Выбрать главу

М.Л., О.Р.: Вы можете сейчас высказать свою точку зрения по одной из самых обсуждаемых тем последних лет – нетрадиционной ориентации Николая Клюева?

С.К.: Я не хотел бы сейчас говорить на эту тему по одной простой причине: всё здесь на самом деле сложнее и драматичнее, потому что Клюев был человеком очень закрытым, очень, скажем так, бережливым в отношении многих вещей. Бывали случаи, когда он какое-либо шокирующее свойство своей натуры демонстративно выставлял на поверхность, чтобы скрыть гораздо более потаённое и глубокое. Я касаюсь в своей книге этого момента, но не так, как его касались до сих пор. Я считаю, это была глубокая личная трагедия и, грубо говоря, прикосновение к некоему порогу ада. В отличие от окружающей его публики, так называемого серебряного века, он прекрасно осознавал, предугадывал последствия подобного образа жизни для себя.

М.Л., О.Р.: Заняты ли вы какой-либо работой помимо книги о Клюеве?

С.К.: Клюев вообще исключает присутствие кого-либо ещё – нельзя заниматься им и параллельно чем-то другим. И вот сейчас до поры до времени оставлены все работы, поскольку всё-таки необходимо дописать биографию Клюева. Это и выходящий сейчас в издательстве "Русский мир" том из серии "Русский мир в лицах", посвящённый Сергею Есенину, это и возможная ближайшая работа в этой же серии над книгой, посвящённой Вадиму Валерьяновичу Кожинову, это и, скажем так, несколько сюжетов как из истории русской литературы XX века, так и её современности, которые, возможно, претворятся в целый ряд статей и из которых я предполагаю составить свою следующую книгу.

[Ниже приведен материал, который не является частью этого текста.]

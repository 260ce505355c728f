//! Logging facilities for gridbind.
//!
//! gridbind uses the `tracing` crate for instrumentation. To see logs,
//! install a subscriber in your application:
//!
//! ```ignore
//! tracing_subscriber::fmt()
//!     .with_env_filter("gridbind=debug")
//!     .init();
//! ```
//!
//! Use the constants in [`targets`] to filter by subsystem.

/// Target names for log filtering.
pub mod targets {
    /// Core crate target.
    pub const CORE: &str = "gridbind_core";
    /// Signal/slot system target.
    pub const SIGNAL: &str = "gridbind_core::signal";
    /// Flush queue target.
    pub const FLUSH: &str = "gridbind_core::flush";
    /// Binding controller target (resets, patches, paging).
    pub const BINDING: &str = "gridbind::binding";
    /// Data source target.
    pub const SOURCE: &str = "gridbind::source";
    /// Selection tracker target.
    pub const SELECTION: &str = "gridbind::selection";
    /// Performance spans.
    pub const PERF: &str = "gridbind::perf";
}

/// Span names used for tracing.
pub mod span_names {
    /// A full reset of a table's visible rows.
    pub const RESET: &str = "gridbind::reset";
    /// A single-row patch.
    pub const REFRESH_ITEM: &str = "gridbind::refresh_item";
    /// A flush of deferred notifications.
    pub const FLUSH: &str = "gridbind::flush";
}

/// A guard that keeps a tracing span entered until dropped.
///
/// Useful for timing an operation in a profiler or a `tracing` layer that
/// records span durations.
#[derive(Debug)]
pub struct PerfSpan {
    #[allow(dead_code)]
    span: tracing::span::EnteredSpan,
}

impl PerfSpan {
    /// Create and enter a new performance span.
    pub fn new(name: &'static str) -> Self {
        let span = tracing::info_span!(target: "gridbind::perf", "perf", operation = name);
        Self {
            span: span.entered(),
        }
    }
}

#[cfg(test)]
mod tests {
    use super::*;

    #[test]
    fn test_perf_span() {
        let _span = PerfSpan::new(span_names::RESET);
    }

    #[test]
    fn test_targets_are_prefixed() {
        for target in [targets::SIGNAL, targets::FLUSH] {
            assert!(target.starts_with(targets::CORE));
        }
        for target in [targets::BINDING, targets::SOURCE, targets::SELECTION] {
            assert!(target.starts_with("gridbind::"));
        }
    }
}
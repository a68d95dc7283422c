pub mod aggregator;
pub mod classifier;
pub mod pipeline;
pub mod providers;
pub mod report;
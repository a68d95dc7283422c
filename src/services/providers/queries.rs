/// All of a user's anime lists, scores on the 100 point scale
pub const WATCH_LISTS: &str = r#"
query ($username: String) {
    MediaListCollection(userName: $username, type: ANIME) {
        lists {
            status
            entries {
                media {
                    meanScore
                }
                score(format: POINT_100)
                mediaId
            }
        }
    }
}
"#;

/// One title and the first page of its recommendations, best rated first
pub const MEDIA_RECOMMENDATIONS: &str = r#"
query ($id: Int) {
    Media(id: $id) {
        id
        title {
            english
            romaji
        }
        recommendations(sort: RATING_DESC, page: 1, perPage: 10) {
            nodes {
                mediaRecommendation {
                    id
                    title {
                        english
                        romaji
                    }
                    meanScore
                }
            }
        }
    }
}
"#;
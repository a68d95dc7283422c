use tracing::Instrument;
use uuid::Uuid;

use crate::{
    config::Config,
    error::{AppError, AppResult},
    models::{Recommendation, Threshold},
    services::{
        aggregator::RecommendationProfile, classifier::classify, providers::AnimeCatalog,
        report::save_report,
    },
};

/// Runs one recommendation pass for `username` and saves the report
///
/// Nothing is fetched when the catalog is down. Requests are strictly sequential:
/// watch lists first, then one recommendation page per seed title.
pub async fn run(
    catalog: &dyn AnimeCatalog,
    config: &Config,
    username: &str,
    threshold: Threshold,
) -> AppResult<Vec<Recommendation>> {
    let run_id = Uuid::new_v4();
    let span = tracing::info_span!("run", run_id = %run_id, username = %username);

    async move {
        let recommendations = collect(catalog, username, threshold).await?;
        save_report(config.output_path(), &recommendations)?;
        Ok(recommendations)
    }
    .instrument(span)
    .await
}

/// Fetches, classifies and aggregates without touching the filesystem
pub async fn collect(
    catalog: &dyn AnimeCatalog,
    username: &str,
    threshold: Threshold,
) -> AppResult<Vec<Recommendation>> {
    if !catalog.service_available().await? {
        tracing::error!("AniList root did not answer with 200");
        return Err(AppError::ServiceUnavailable);
    }

    let lists = catalog.fetch_watch_lists(username).await?;
    let classification = classify(&lists, threshold);
    let mut profile = RecommendationProfile::new(username, threshold, classification);

    let seeds = profile.seeds().to_vec();
    for (index, media_id) in seeds.into_iter().enumerate() {
        let page = catalog.fetch_recommendations(media_id).await?;
        let summary = profile.process_page(&page)?;
        tracing::debug!(
            media_id = %media_id,
            progress = index + 1,
            processed = summary.processed,
            excluded = summary.excluded,
            admitted = summary.admitted_on_score,
            unread = summary.unread,
            "Page folded"
        );
    }

    Ok(profile.finish())
}
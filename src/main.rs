use std::io;

use anilist_recs::{
    config::Config,
    error::AppError,
    prompt::{prompt_threshold, prompt_username},
    services::{pipeline, providers::AniListClient},
};
use tracing_subscriber::EnvFilter;

#[tokio::main]
async fn main() -> anyhow::Result<()> {
    // Initialize logging; stdout is reserved for prompts and results
    tracing_subscriber::fmt()
        .with_env_filter(
            EnvFilter::try_from_default_env().unwrap_or_else(|_| "anilist_recs=info".into()),
        )
        .with_writer(io::stderr)
        .init();

    let config = Config::from_env()?;
    let catalog = AniListClient::new(&config);

    let mut input = io::stdin().lock();
    let mut output = io::stdout();
    let username = prompt_username(&catalog, &mut input, &mut output).await?;
    let threshold = prompt_threshold(&mut input, &mut output)?;

    match pipeline::run(&catalog, &config, &username, threshold).await {
        Ok(recommendations) => {
            println!("Saved {} recommendations to {}", recommendations.len(), config.output_path());
            for rec in &recommendations {
                println!(
                    "{}\t{}\t{}\t{}",
                    rec.candidate.id, rec.candidate.score, rec.candidate.name, rec.reason
                );
            }
            Ok(())
        }
        Err(AppError::ServiceUnavailable) => {
            println!("anilist is down, please try again later.");
            Err(AppError::ServiceUnavailable.into())
        }
        Err(e @ AppError::RateLimited { .. }) => {
            println!("hit the rate limit, try again");
            Err(e.into())
        }
        Err(e) => {
            if e.is_fatal() {
                tracing::error!(error = %e, "Run aborted");
            }
            Err(e.into())
        }
    }
}
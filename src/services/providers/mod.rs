/// Anime catalog abstraction
///
/// The pipeline and the interactive prompts only talk to the catalog through this
/// trait, so a run can be driven by the live AniList client or by a test double.
use crate::{
    error::AppResult,
    models::{MediaId, MediaList, MediaPage},
};

pub mod anilist;
mod queries;

pub use anilist::AniListClient;

/// Trait for anime catalog backends
#[cfg_attr(test, mockall::automock)]
#[async_trait::async_trait]
pub trait AnimeCatalog: Send + Sync {
    /// Whether the catalog's site root answers with 200
    async fn service_available(&self) -> AppResult<bool>;

    /// Whether a public profile page exists for `username`
    async fn user_exists(&self, username: &str) -> AppResult<bool>;

    /// Fetch every watch list of a user, grouped by status
    ///
    /// A throttled response is returned as `AppError::RateLimited` without retrying.
    async fn fetch_watch_lists(&self, username: &str) -> AppResult<Vec<MediaList>>;

    /// Fetch a title with its top recommendations, best rated first
    ///
    /// Implementations pace their calls and retry a bounded number of times when
    /// throttled.
    async fn fetch_recommendations(&self, media_id: MediaId) -> AppResult<MediaPage>;
}
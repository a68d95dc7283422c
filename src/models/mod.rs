use serde::Deserialize;

mod threshold;
mod title;

pub use threshold::Threshold;
pub use title::{sanitize_name, Candidate, MediaId, MediaTitle, Reason, Recommendation};

// ============================================================================
// GraphQL envelope
// ============================================================================

/// Raw response envelope from the AniList GraphQL endpoint
#[derive(Debug, Clone, Deserialize)]
pub struct GraphQlResponse<T> {
    pub data: Option<T>,
    #[serde(default)]
    pub errors: Vec<GraphQlError>,
}

#[derive(Debug, Clone, Deserialize)]
pub struct GraphQlError {
    #[serde(default)]
    pub message: Option<String>,
    #[serde(default)]
    pub status: Option<u16>,
}

impl<T> GraphQlResponse<T> {
    /// AniList signals throttling with `data: null` and a 429 as the first error
    pub fn is_rate_limited(&self) -> bool {
        self.data.is_none() && self.errors.first().and_then(|e| e.status) == Some(429)
    }

    /// Human-readable summary of the error list
    pub fn error_summary(&self) -> String {
        if self.errors.is_empty() {
            return "response contained no data".to_string();
        }
        self.errors
            .iter()
            .map(|e| match (e.status, e.message.as_deref()) {
                (Some(status), Some(msg)) => format!("{} ({})", msg, status),
                (Some(status), None) => format!("status {}", status),
                (None, Some(msg)) => msg.to_string(),
                (None, None) => "unknown error".to_string(),
            })
            .collect::<Vec<_>>()
            .join("; ")
    }
}

// ============================================================================
// Watch lists
// ============================================================================

#[derive(Debug, Clone, Deserialize)]
#[serde(rename_all = "PascalCase")]
pub struct WatchListsData {
    pub media_list_collection: MediaListCollection,
}

#[derive(Debug, Clone, Deserialize)]
pub struct MediaListCollection {
    pub lists: Vec<MediaList>,
}

/// Watch list status; custom lists come back without one
#[derive(Debug, Clone, Copy, PartialEq, Eq, Deserialize)]
#[serde(rename_all = "SCREAMING_SNAKE_CASE")]
pub enum ListStatus {
    Current,
    Planning,
    Completed,
    Dropped,
    Paused,
    Repeating,
}

impl ListStatus {
    /// Lists whose well-scored entries seed recommendation requests
    pub fn is_seed_source(self) -> bool {
        matches!(self, ListStatus::Completed | ListStatus::Current)
    }
}

/// One of a user's watch lists
#[derive(Debug, Clone, PartialEq, Deserialize)]
pub struct MediaList {
    #[serde(default)]
    pub status: Option<ListStatus>,
    pub entries: Vec<ListEntry>,
}

#[derive(Debug, Clone, PartialEq, Deserialize)]
#[serde(rename_all = "camelCase")]
pub struct ListEntry {
    pub media_id: MediaId,
    /// User score on the 0-100 scale
    pub score: f64,
    pub media: ListEntryMedia,
}

#[derive(Debug, Clone, PartialEq, Deserialize)]
#[serde(rename_all = "camelCase")]
pub struct ListEntryMedia {
    #[serde(default)]
    pub mean_score: Option<u32>,
}

// ============================================================================
// Recommendations
// ============================================================================

#[derive(Debug, Clone, Deserialize)]
#[serde(rename_all = "PascalCase")]
pub struct MediaPageData {
    pub media: MediaPage,
}

/// A title with its first page of recommendations
#[derive(Debug, Clone, PartialEq, Deserialize)]
pub struct MediaPage {
    pub id: MediaId,
    pub title: MediaTitle,
    pub recommendations: RecommendationConnection,
}

#[derive(Debug, Clone, PartialEq, Deserialize)]
#[serde(rename_all = "camelCase")]
pub struct RecommendationConnection {
    pub nodes: Vec<RecommendationNode>,
}

#[derive(Debug, Clone, PartialEq, Deserialize)]
#[serde(rename_all = "camelCase")]
pub struct RecommendationNode {
    /// Null when the recommended media was removed or hidden
    #[serde(default)]
    pub media_recommendation: Option<RecommendedMedia>,
}

#[derive(Debug, Clone, PartialEq, Deserialize)]
#[serde(rename_all = "camelCase")]
pub struct RecommendedMedia {
    pub id: MediaId,
    pub title: MediaTitle,
    #[serde(default)]
    pub mean_score: Option<u32>,
}
use std::collections::HashSet;

use crate::models::{MediaId, MediaList, Threshold};

/// Titles to ask recommendations for, and titles never to recommend
#[derive(Debug, Clone, Default, PartialEq)]
pub struct Classification {
    /// Well-scored completed/current titles, in first-seen order without repeats
    pub seeds: Vec<MediaId>,
    /// Every title on any of the user's lists
    pub exclusions: HashSet<MediaId>,
}

/// Splits a user's watch lists into seed titles and exclusions
///
/// A seed is usually excluded as well; exclusion only applies to the recommended
/// titles, so an excluded title still acts as a recommendation source.
pub fn classify(lists: &[MediaList], threshold: Threshold) -> Classification {
    let mut classification = Classification::default();
    let mut seen_seeds = HashSet::new();

    for list in lists {
        let seeds_from_list = list.status.is_some_and(|s| s.is_seed_source());

        for entry in &list.entries {
            if seeds_from_list
                && threshold.admits_user_score(entry.score)
                && seen_seeds.insert(entry.media_id)
            {
                classification.seeds.push(entry.media_id);
            }
            classification.exclusions.insert(entry.media_id);
        }
    }

    tracing::info!(
        seeds = classification.seeds.len(),
        exclusions = classification.exclusions.len(),
        threshold = %threshold,
        "Watch lists classified"
    );

    classification
}
/// Application-level errors
#[derive(thiserror::Error, Debug)]
pub enum AppError {
    #[error("HTTP client error: {0}")]
    HttpClient(#[from] reqwest::Error),

    #[error("I/O error: {0}")]
    Io(#[from] std::io::Error),

    #[error("Invalid input: {0}")]
    InvalidInput(String),

    #[error("Rate limited by AniList after {attempts} attempt(s)")]
    RateLimited { attempts: u32 },

    #[error("AniList is down, please try again later")]
    ServiceUnavailable,

    #[error("External API error: {0}")]
    ExternalApi(String),
}

impl AppError {
    /// Whether the error is a transport-level failure that ends the run
    pub fn is_fatal(&self) -> bool {
        matches!(
            self,
            AppError::HttpClient(_) | AppError::Io(_) | AppError::ExternalApi(_)
        )
    }
}

pub type AppResult<T> = Result<T, AppError>;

М.Л., О.Р.: Давайте поговорим о вашей книге "Жертвенная чаша". Почему было выбрано такое название?

С.К.: Потому, что практически все герои этой книги, можно сказать, из этой жертвенной чаши испили. Это касается и тех, чья судьба завершилась трагически, и ныне живущих писателей (которым тоже посвящены несколько работ в этой книге), знающих, какую цену нужно заплатить за подлинное художественной слово. Книга строилась одновременно и по принципу избранного из написанного за 25 лет, но в то же время она складывалась в такое единое композиционное полотно, когда можно было органично переходить от одной главы книги к следующей, от одной части к другой, чтобы панорама литературной духовной жизни как бы разворачивалась на протяжении книги от начала века к его концу.

М.Л., О.Р.: Скажите, почему статьи "Голос в серебряном просторе" и "Мой неизбывный вертоград…" написаны с промежутком в 20 лет? Что заставляло вас вновь возвращаться к данным темам, конкретно к творчеству Маркова и Тряпкина?

С.К.: О Николае Ивановиче Тряпкине у меня написано много статей, и "Мой неизбывный вертоград…" была одной из последних, созданных в 80-е годы, но которая потом на протяжении моего последующего общения с Николаем Ивановичем вплоть до его кончины, естественно, дополнилась несколькими очень важными штрихами и несколькими дополнительными фактами и деталями, которые я не мог проигнорировать, не мог не включить их в текст о нём. Сами понимаете, поскольку эти дополнения происходили на протяжении последних 10 лет, соответственно, под статьёй стоит и такая дата. То же самое касается и Сергея Николаевича Маркова. Мной была составлена книга избранных сочинений, такой полновесный том Сергея Маркова в приложении к "Тобольскому альманаху", но книжное приложение, к сожалению, до сих пор не увидело свет по финансовым причинам, а книга готова давно. И вот собственно последняя редакция статьи, которую я писал для этого однотомника, она и вошла в книгу "Жертвенная чаша".